Task prompt
Find the lines below holding the word "EmptyValueKeys" and copy each of them.

Excerpted records
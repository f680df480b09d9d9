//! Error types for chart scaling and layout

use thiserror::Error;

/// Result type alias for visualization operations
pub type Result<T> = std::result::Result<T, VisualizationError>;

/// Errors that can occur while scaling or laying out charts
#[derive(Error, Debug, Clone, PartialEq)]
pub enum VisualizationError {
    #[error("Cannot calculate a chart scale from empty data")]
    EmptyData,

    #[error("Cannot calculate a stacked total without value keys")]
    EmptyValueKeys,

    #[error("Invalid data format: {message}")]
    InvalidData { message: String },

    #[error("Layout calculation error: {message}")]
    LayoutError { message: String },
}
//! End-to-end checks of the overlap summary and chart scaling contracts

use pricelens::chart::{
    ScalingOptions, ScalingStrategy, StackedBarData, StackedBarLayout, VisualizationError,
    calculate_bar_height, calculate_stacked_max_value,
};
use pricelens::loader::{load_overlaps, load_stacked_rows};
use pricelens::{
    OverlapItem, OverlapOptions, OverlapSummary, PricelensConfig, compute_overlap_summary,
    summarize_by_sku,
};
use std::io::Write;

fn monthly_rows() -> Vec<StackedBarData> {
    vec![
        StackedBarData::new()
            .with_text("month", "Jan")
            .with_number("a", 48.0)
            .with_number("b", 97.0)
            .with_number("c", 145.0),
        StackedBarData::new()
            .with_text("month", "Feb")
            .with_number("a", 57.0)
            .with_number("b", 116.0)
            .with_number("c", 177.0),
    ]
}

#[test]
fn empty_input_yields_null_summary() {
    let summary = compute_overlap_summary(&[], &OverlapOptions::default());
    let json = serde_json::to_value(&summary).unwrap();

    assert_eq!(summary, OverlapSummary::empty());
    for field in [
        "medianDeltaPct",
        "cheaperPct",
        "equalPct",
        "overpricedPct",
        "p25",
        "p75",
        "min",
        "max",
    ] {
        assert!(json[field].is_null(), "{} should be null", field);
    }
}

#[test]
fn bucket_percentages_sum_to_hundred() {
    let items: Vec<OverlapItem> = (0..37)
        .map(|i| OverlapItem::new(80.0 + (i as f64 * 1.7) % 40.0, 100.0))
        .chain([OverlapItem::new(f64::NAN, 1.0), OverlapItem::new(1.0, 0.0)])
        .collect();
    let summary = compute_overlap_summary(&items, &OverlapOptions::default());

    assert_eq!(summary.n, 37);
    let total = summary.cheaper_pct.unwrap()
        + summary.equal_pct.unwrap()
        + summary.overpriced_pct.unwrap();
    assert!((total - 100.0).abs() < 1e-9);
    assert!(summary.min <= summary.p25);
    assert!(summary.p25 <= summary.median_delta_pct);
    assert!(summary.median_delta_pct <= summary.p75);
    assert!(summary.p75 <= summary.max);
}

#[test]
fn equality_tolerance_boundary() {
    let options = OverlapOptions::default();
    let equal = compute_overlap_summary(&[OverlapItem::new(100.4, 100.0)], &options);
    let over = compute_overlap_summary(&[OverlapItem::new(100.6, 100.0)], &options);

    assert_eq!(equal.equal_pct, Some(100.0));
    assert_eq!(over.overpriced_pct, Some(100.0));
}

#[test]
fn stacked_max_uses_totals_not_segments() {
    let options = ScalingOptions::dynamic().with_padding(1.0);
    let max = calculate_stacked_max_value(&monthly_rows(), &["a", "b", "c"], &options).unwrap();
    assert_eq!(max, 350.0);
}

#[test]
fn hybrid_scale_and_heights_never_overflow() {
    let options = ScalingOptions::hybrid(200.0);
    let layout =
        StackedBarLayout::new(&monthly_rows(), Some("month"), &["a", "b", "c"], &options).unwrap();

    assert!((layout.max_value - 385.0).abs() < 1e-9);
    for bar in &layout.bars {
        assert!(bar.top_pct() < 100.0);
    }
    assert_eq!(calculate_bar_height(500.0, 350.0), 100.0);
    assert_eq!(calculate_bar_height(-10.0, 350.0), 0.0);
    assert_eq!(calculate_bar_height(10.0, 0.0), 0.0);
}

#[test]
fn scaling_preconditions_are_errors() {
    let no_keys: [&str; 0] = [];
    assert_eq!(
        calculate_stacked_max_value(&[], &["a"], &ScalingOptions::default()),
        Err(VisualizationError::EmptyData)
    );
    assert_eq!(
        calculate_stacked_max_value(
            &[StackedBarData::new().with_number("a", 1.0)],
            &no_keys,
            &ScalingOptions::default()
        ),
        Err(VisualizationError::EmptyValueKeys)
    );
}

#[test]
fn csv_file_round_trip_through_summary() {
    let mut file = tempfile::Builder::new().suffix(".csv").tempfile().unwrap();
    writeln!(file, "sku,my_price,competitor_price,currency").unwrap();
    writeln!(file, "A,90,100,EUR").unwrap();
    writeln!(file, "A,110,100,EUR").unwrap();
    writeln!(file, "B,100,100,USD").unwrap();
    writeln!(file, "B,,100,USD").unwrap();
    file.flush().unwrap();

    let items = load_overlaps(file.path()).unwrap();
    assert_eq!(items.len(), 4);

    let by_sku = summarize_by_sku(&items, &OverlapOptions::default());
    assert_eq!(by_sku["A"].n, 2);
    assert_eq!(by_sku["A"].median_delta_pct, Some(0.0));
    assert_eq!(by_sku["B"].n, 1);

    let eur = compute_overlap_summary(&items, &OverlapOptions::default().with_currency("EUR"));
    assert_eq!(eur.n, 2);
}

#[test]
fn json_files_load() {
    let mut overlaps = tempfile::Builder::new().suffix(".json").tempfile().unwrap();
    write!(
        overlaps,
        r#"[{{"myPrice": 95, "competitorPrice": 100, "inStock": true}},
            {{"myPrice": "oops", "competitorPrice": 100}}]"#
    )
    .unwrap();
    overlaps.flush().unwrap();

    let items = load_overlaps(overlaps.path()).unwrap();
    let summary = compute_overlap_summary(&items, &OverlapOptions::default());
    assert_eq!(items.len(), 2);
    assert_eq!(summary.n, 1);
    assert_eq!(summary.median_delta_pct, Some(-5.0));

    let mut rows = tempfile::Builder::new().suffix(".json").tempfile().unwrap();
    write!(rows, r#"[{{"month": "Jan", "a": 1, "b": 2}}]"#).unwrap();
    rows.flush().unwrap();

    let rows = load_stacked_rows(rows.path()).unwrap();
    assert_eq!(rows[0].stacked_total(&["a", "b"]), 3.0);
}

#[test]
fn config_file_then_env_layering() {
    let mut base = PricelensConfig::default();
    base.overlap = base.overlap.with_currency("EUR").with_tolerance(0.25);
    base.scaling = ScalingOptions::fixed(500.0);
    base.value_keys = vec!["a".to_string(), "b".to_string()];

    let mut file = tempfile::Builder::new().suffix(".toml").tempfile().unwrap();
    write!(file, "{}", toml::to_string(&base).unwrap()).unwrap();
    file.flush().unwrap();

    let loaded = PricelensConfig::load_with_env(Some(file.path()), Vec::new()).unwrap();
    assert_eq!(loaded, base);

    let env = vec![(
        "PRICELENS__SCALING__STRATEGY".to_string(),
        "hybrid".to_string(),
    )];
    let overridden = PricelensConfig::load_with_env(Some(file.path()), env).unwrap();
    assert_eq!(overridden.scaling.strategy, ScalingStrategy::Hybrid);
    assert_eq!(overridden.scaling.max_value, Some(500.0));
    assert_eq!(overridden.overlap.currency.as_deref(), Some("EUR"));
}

Solved problem
    EmptyValueKeys,
        Err(VisualizationError::EmptyValueKeys)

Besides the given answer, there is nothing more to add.